EXERCISE ▸ Output every line of the material exactly.

DATA ▸
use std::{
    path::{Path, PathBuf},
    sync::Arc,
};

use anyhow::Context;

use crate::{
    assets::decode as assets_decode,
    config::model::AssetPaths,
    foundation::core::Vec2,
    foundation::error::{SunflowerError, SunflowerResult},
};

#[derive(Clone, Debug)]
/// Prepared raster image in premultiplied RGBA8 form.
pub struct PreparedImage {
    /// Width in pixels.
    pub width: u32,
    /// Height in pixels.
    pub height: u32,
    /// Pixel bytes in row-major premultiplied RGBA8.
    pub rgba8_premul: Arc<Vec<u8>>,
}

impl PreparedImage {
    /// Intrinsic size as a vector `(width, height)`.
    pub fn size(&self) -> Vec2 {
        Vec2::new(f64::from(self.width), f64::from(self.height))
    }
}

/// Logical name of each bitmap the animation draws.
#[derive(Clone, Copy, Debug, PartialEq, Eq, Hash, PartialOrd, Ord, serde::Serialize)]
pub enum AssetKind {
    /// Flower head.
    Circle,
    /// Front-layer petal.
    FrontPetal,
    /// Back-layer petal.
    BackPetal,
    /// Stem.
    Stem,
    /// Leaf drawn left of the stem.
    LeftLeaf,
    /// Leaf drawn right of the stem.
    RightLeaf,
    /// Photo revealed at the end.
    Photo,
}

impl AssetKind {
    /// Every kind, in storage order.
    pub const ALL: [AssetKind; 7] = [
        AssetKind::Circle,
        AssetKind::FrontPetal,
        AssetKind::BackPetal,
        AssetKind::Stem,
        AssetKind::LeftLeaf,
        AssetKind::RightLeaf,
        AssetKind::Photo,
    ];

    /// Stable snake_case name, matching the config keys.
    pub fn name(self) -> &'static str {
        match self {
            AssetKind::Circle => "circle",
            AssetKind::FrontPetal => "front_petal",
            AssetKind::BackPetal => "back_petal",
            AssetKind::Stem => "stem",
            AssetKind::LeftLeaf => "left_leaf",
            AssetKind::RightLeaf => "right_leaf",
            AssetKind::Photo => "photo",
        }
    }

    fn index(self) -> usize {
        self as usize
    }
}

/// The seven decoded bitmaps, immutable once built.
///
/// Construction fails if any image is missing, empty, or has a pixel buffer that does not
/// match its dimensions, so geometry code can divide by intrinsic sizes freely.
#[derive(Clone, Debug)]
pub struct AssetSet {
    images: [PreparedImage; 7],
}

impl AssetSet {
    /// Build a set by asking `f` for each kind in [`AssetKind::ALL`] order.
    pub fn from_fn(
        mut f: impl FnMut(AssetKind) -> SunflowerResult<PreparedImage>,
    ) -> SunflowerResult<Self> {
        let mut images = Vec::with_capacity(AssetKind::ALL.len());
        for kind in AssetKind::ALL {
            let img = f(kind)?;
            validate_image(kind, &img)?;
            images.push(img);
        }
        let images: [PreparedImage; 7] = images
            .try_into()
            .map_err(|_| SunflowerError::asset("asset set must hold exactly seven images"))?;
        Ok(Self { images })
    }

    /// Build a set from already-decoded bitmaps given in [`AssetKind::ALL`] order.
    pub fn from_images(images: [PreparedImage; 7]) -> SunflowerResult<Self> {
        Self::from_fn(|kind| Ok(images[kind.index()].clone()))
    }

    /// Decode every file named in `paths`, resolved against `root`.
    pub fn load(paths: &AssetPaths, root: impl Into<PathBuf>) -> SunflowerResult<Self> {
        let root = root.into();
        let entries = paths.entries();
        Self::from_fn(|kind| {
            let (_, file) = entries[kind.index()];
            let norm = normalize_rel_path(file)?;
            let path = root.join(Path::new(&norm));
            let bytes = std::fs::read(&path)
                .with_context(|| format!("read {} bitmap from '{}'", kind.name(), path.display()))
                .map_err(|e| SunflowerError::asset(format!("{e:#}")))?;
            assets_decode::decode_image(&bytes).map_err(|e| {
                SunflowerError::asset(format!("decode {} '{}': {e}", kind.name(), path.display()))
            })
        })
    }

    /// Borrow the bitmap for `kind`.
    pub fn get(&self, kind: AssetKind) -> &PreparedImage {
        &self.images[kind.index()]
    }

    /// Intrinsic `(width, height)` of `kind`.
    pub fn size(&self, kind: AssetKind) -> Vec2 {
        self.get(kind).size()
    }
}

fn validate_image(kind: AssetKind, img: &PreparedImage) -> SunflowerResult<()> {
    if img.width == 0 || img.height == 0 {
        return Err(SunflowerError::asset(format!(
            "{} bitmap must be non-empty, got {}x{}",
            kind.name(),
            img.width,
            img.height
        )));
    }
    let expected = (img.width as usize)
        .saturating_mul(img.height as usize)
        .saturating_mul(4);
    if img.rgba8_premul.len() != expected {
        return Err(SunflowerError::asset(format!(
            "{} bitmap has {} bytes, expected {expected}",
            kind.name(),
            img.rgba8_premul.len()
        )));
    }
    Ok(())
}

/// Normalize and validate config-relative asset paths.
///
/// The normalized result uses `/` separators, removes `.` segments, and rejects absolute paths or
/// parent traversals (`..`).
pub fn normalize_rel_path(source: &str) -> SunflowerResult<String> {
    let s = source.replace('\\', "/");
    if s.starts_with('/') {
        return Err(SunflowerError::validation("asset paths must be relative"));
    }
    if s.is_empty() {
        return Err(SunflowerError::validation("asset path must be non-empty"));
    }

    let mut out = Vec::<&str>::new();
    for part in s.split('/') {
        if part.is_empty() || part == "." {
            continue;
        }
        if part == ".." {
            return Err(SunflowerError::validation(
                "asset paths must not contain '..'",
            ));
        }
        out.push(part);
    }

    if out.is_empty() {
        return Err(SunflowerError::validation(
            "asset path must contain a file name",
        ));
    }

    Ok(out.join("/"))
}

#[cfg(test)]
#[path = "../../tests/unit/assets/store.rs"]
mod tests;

ANSWER TO THIS PROBLEM ▸
use std::{
    path::{Path, PathBuf},
    sync::Arc,
};

use anyhow::Context;

use crate::{
    assets::decode as assets_decode,
    config::model::AssetPaths,
    foundation::core::Vec2,
    foundation::error::{SunflowerError, SunflowerResult},
};

#[derive(Clone, Debug)]
/// Prepared raster image in premultiplied RGBA8 form.
pub struct PreparedImage {
    /// Width in pixels.
    pub width: u32,
    /// Height in pixels.
    pub height: u32,
    /// Pixel bytes in row-major premultiplied RGBA8.
    pub rgba8_premul: Arc<Vec<u8>>,
}

impl PreparedImage {
    /// Intrinsic size as a vector `(width, height)`.
    pub fn size(&self) -> Vec2 {
        Vec2::new(f64::from(self.width), f64::from(self.height))
    }
}

/// Logical name of each bitmap the animation draws.
#[derive(Clone, Copy, Debug, PartialEq, Eq, Hash, PartialOrd, Ord, serde::Serialize)]
pub enum AssetKind {
    /// Flower head.
    Circle,
    /// Front-layer petal.
    FrontPetal,
    /// Back-layer petal.
    BackPetal,
    /// Stem.
    Stem,
    /// Leaf drawn left of the stem.
    LeftLeaf,
    /// Leaf drawn right of the stem.
    RightLeaf,
    /// Photo revealed at the end.
    Photo,
}

impl AssetKind {
    /// Every kind, in storage order.
    pub const ALL: [AssetKind; 7] = [
        AssetKind::Circle,
        AssetKind::FrontPetal,
        AssetKind::BackPetal,
        AssetKind::Stem,
        AssetKind::LeftLeaf,
        AssetKind::RightLeaf,
        AssetKind::Photo,
    ];

    /// Stable snake_case name, matching the config keys.
    pub fn name(self) -> &'static str {
        match self {
            AssetKind::Circle => "circle",
            AssetKind::FrontPetal => "front_petal",
            AssetKind::BackPetal => "back_petal",
            AssetKind::Stem => "stem",
            AssetKind::LeftLeaf => "left_leaf",
            AssetKind::RightLeaf => "right_leaf",
            AssetKind::Photo => "photo",
        }
    }

    fn index(self) -> usize {
        self as usize
    }
}

/// The seven decoded bitmaps, immutable once built.
///
/// Construction fails if any image is missing, empty, or has a pixel buffer that does not
/// match its dimensions, so geometry code can divide by intrinsic sizes freely.
#[derive(Clone, Debug)]
pub struct AssetSet {
    images: [PreparedImage; 7],
}

impl AssetSet {
    /// Build a set by asking `f` for each kind in [`AssetKind::ALL`] order.
    pub fn from_fn(
        mut f: impl FnMut(AssetKind) -> SunflowerResult<PreparedImage>,
    ) -> SunflowerResult<Self> {
        let mut images = Vec::with_capacity(AssetKind::ALL.len());
        for kind in AssetKind::ALL {
            let img = f(kind)?;
            validate_image(kind, &img)?;
            images.push(img);
        }
        let images: [PreparedImage; 7] = images
            .try_into()
            .map_err(|_| SunflowerError::asset("asset set must hold exactly seven images"))?;
        Ok(Self { images })
    }

    /// Build a set from already-decoded bitmaps given in [`AssetKind::ALL`] order.
    pub fn from_images(images: [PreparedImage; 7]) -> SunflowerResult<Self> {
        Self::from_fn(|kind| Ok(images[kind.index()].clone()))
    }

    /// Decode every file named in `paths`, resolved against `root`.
    pub fn load(paths: &AssetPaths, root: impl Into<PathBuf>) -> SunflowerResult<Self> {
        let root = root.into();
        let entries = paths.entries();
        Self::from_fn(|kind| {
            let (_, file) = entries[kind.index()];
            let norm = normalize_rel_path(file)?;
            let path = root.join(Path::new(&norm));
            let bytes = std::fs::read(&path)
                .with_context(|| format!("read {} bitmap from '{}'", kind.name(), path.display()))
                .map_err(|e| SunflowerError::asset(format!("{e:#}")))?;
            assets_decode::decode_image(&bytes).map_err(|e| {
                SunflowerError::asset(format!("decode {} '{}': {e}", kind.name(), path.display()))
            })
        })
    }

    /// Borrow the bitmap for `kind`.
    pub fn get(&self, kind: AssetKind) -> &PreparedImage {
        &self.images[kind.index()]
    }

    /// Intrinsic `(width, height)` of `kind`.
    pub fn size(&self, kind: AssetKind) -> Vec2 {
        self.get(kind).size()
    }
}

fn validate_image(kind: AssetKind, img: &PreparedImage) -> SunflowerResult<()> {
    if img.width == 0 || img.height == 0 {
        return Err(SunflowerError::asset(format!(
            "{} bitmap must be non-empty, got {}x{}",
            kind.name(),
            img.width,
            img.height
        )));
    }
    let expected = (img.width as usize)
        .saturating_mul(img.height as usize)
        .saturating_mul(4);
    if img.rgba8_premul.len() != expected {
        return Err(SunflowerError::asset(format!(
            "{} bitmap has {} bytes, expected {expected}",
            kind.name(),
            img.rgba8_premul.len()
        )));
    }
    Ok(())
}

/// Normalize and validate config-relative asset paths.
///
/// The normalized result uses `/` separators, removes `.` segments, and rejects absolute paths or
/// parent traversals (`..`).
pub fn normalize_rel_path(source: &str) -> SunflowerResult<String> {
    let s = source.replace('\\', "/");
    if s.starts_with('/') {
        return Err(SunflowerError::validation("asset paths must be relative"));
    }
    if s.is_empty() {
        return Err(SunflowerError::validation("asset path must be non-empty"));
    }

    let mut out = Vec::<&str>::new();
    for part in s.split('/') {
        if part.is_empty() || part == "." {
            continue;
        }
        if part == ".." {
            return Err(SunflowerError::validation(
                "asset paths must not contain '..'",
            ));
        }
        out.push(part);
    }

    if out.is_empty() {
        return Err(SunflowerError::validation(
            "asset path must contain a file name",
        ));
    }

    Ok(out.join("/"))
}

#[cfg(test)]
#[path = "../../tests/unit/assets/store.rs"]
mod tests;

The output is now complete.